Why embracing equity matters to me as a young creative – both in terms of establishing my voice and reflecting on the world as I see and experience it.
By Ruth Burotte, Senior Design Associate
When you’re young, you have expectations placed on you. Being told what to do, where to go, and how to get there. Next thing you know, you are already walking across the stage getting your diploma and everything hits. I remember getting advice from my professor in art school that really turned things around for me. He said “the difference between an art student and an artist, is that a student always gets prompted into making art like an assignment, while an artist just makes for art’s sake. There will be a time when no one is there to tell you what to do next.” I think every young creative will reach that conclusion and that is when you will realize that you need to break the norms.

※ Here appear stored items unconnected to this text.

//! In-memory persistence for development and tests
//!
//! Transactions are serialized by a single writer lock held until commit or
//! drop. Writes are staged in the transaction and applied on commit only.

use async_trait::async_trait;
use chrono::{DateTime, Utc};
use std::collections::HashMap;
use std::sync::atomic::{AtomicBool, Ordering};
use std::sync::Arc;
use tokio::sync::{Mutex, OwnedMutexGuard, RwLock};
use uuid::Uuid;

use super::{StreamStore, StreamTransaction};
use crate::error::{AppError, Result};
use crate::models::{IntentOutcome, MultistreamTarget, Page, Stream, StreamIntent, StreamStatus};

#[derive(Clone, Default)]
pub struct MemoryStore {
    streams: Arc<RwLock<HashMap<Uuid, Stream>>>,
    intents: Arc<Mutex<HashMap<Uuid, StreamIntent>>>,
    writer: Arc<Mutex<()>>,
    fail_next_commit: Arc<AtomicBool>,
}

impl MemoryStore {
    pub fn new() -> Self {
        Self::default()
    }

    /// Make the next commit fail with a database error.
    pub fn fail_next_commit(&self) {
        self.fail_next_commit.store(true, Ordering::SeqCst);
    }

    pub async fn intents(&self) -> Vec<StreamIntent> {
        let mut intents: Vec<_> = self.intents.lock().await.values().cloned().collect();
        intents.sort_by_key(|i| i.created_at);
        intents
    }

    async fn update_intent<F>(&self, intent_id: Uuid, f: F) -> Result<()>
    where
        F: FnOnce(&mut StreamIntent),
    {
        let mut intents = self.intents.lock().await;
        let intent = intents
            .get_mut(&intent_id)
            .ok_or_else(|| AppError::NotFound(format!("Intent {intent_id}")))?;
        f(intent);
        Ok(())
    }
}

#[async_trait]
impl StreamStore for MemoryStore {
    async fn begin(&self) -> Result<Box<dyn StreamTransaction>> {
        let guard = self.writer.clone().lock_owned().await;
        Ok(Box::new(MemoryTransaction {
            _guard: guard,
            streams: self.streams.clone(),
            staged: HashMap::new(),
            fail_commit: self.fail_next_commit.swap(false, Ordering::SeqCst),
        }))
    }

    async fn find_stream(&self, id: Uuid) -> Result<Option<Stream>> {
        Ok(self.streams.read().await.get(&id).cloned())
    }

    async fn find_by_remote_id(&self, remote_id: &str) -> Result<Option<Stream>> {
        Ok(self
            .streams
            .read()
            .await
            .values()
            .find(|s| s.remote_id == remote_id)
            .cloned())
    }

    async fn list_by_project(&self, project_id: Uuid, page: Page) -> Result<(Vec<Stream>, i64)> {
        let streams = self.streams.read().await;
        let mut matching: Vec<&Stream> = streams
            .values()
            .filter(|s| s.project_id == project_id && s.status != StreamStatus::Deleted)
            .collect();
        matching.sort_by(|a, b| b.created_at.cmp(&a.created_at));

        let total = matching.len() as i64;
        let items = matching
            .into_iter()
            .skip(page.offset() as usize)
            .take(page.limit as usize)
            .map(|s| Stream {
                targets: Vec::new(),
                ..s.clone()
            })
            .collect();
        Ok((items, total))
    }

    async fn record_intent(&self, intent: &StreamIntent) -> Result<()> {
        self.intents.lock().await.insert(intent.id, intent.clone());
        Ok(())
    }

    async fn set_intent_remote_id(&self, intent_id: Uuid, remote_id: &str) -> Result<()> {
        self.update_intent(intent_id, |i| i.remote_id = Some(remote_id.to_string()))
            .await
    }

    async fn resolve_intent(
        &self,
        intent_id: Uuid,
        outcome: IntentOutcome,
        error: Option<&str>,
    ) -> Result<()> {
        self.update_intent(intent_id, |i| {
            if i.resolved_at.is_none() {
                i.resolved_at = Some(Utc::now());
                i.outcome = Some(outcome);
                if let Some(error) = error {
                    i.last_error = Some(error.to_string());
                }
            }
        })
        .await
    }

    async fn record_intent_failure(&self, intent_id: Uuid, error: &str) -> Result<()> {
        self.update_intent(intent_id, |i| {
            i.attempts += 1;
            i.last_error = Some(error.to_string());
        })
        .await
    }

    async fn stale_intents(
        &self,
        older_than: DateTime<Utc>,
        max_attempts: i32,
        limit: i64,
    ) -> Result<Vec<StreamIntent>> {
        let intents = self.intents.lock().await;
        let mut stale: Vec<StreamIntent> = intents
            .values()
            .filter(|i| !i.is_resolved() && i.created_at < older_than && i.attempts < max_attempts)
            .cloned()
            .collect();
        stale.sort_by_key(|i| i.created_at);
        stale.truncate(limit.max(0) as usize);
        Ok(stale)
    }

    async fn find_intent(&self, intent_id: Uuid) -> Result<Option<StreamIntent>> {
        Ok(self.intents.lock().await.get(&intent_id).cloned())
    }
}

pub struct MemoryTransaction {
    _guard: OwnedMutexGuard<()>,
    streams: Arc<RwLock<HashMap<Uuid, Stream>>>,
    staged: HashMap<Uuid, Stream>,
    fail_commit: bool,
}

impl MemoryTransaction {
    async fn current(&self, id: Uuid) -> Option<Stream> {
        match self.staged.get(&id) {
            Some(stream) => Some(stream.clone()),
            None => self.streams.read().await.get(&id).cloned(),
        }
    }
}

#[async_trait]
impl StreamTransaction for MemoryTransaction {
    async fn lock_stream(&mut self, id: Uuid) -> Result<Option<Stream>> {
        Ok(self.current(id).await)
    }

    async fn insert_stream(&mut self, stream: &Stream) -> Result<()> {
        let duplicate = self
            .streams
            .read()
            .await
            .values()
            .chain(self.staged.values())
            .any(|s| s.id == stream.id || s.remote_id == stream.remote_id);
        if duplicate {
            return Err(AppError::Conflict(format!(
                "remote stream {} is already registered",
                stream.remote_id
            )));
        }

        self.staged.insert(
            stream.id,
            Stream {
                targets: Vec::new(),
                ..stream.clone()
            },
        );
        Ok(())
    }

    async fn update_stream(&mut self, stream: &Stream) -> Result<i64> {
        let current = self
            .current(stream.id)
            .await
            .filter(|s| s.version == stream.version)
            .ok_or_else(|| {
                AppError::Conflict(format!(
                    "stream {} was modified concurrently (expected version {})",
                    stream.id, stream.version
                ))
            })?;

        let version = current.version + 1;
        self.staged.insert(
            stream.id,
            Stream {
                targets: current.targets,
                version,
                ..stream.clone()
            },
        );
        Ok(version)
    }

    async fn insert_target(&mut self, target: &MultistreamTarget) -> Result<()> {
        let mut stream = self
            .current(target.stream_id)
            .await
            .ok_or_else(|| AppError::NotFound(format!("Stream {}", target.stream_id)))?;

        if stream.has_platform(target.platform) {
            return Err(AppError::Conflict(format!(
                "{} is already attached",
                target.platform
            )));
        }

        stream.targets.push(target.clone());
        self.staged.insert(stream.id, stream);
        Ok(())
    }

    async fn commit(self: Box<Self>) -> Result<()> {
        if self.fail_commit {
            return Err(AppError::Database("simulated commit failure".to_string()));
        }

        let mut streams = self.streams.write().await;
        for (id, stream) in self.staged {
            streams.insert(id, stream);
        }
        Ok(())
    }

    async fn rollback(self: Box<Self>) -> Result<()> {
        Ok(())
    }
}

It always feels intimidating at first. You start to feel doubt and then the flow of imposter syndrome kicks in. But I know that I spent many countless hours working in the shadows, without an audience, so that I could shine.
But it’s not about getting a seat at “the table” or getting that “cosign,” it’s about letting your story be heard, highlight yourself through whatever creative avenue you have, and encouraging others to share too.
Being a woman is hard right now for obvious reasons, but as an artist, I have always been acutely aware of the importance of equity in the creative industry. Everyone has style. We take ideas and concepts inspired by our backgrounds to bring new perspectives. From where you’re born, what places you hang out with your friends, the culture and local scenes that vary from city to city, all of it makes up your view. It is through the eyes of your unique upbringing that becomes your strength. We are entering a new era soon, an era of creatives entering the workforce that is aware of the value we can bring. Equity is not just a buzzword or a trendy topic of conversation; it is a fundamental necessity for anyone who wants to create meaningful work and make a lasting impact on the world, it is essential for establishing the voices that circulate our day-to-day. It may not feel like it, but young creatives nowadays are shining a light on the realities of daily life. With creativity, we are pushing back against the dominant narratives that seek to silence or marginalize different identities.
Being at Golin really helped me to realize that we are seen. We are on the come up.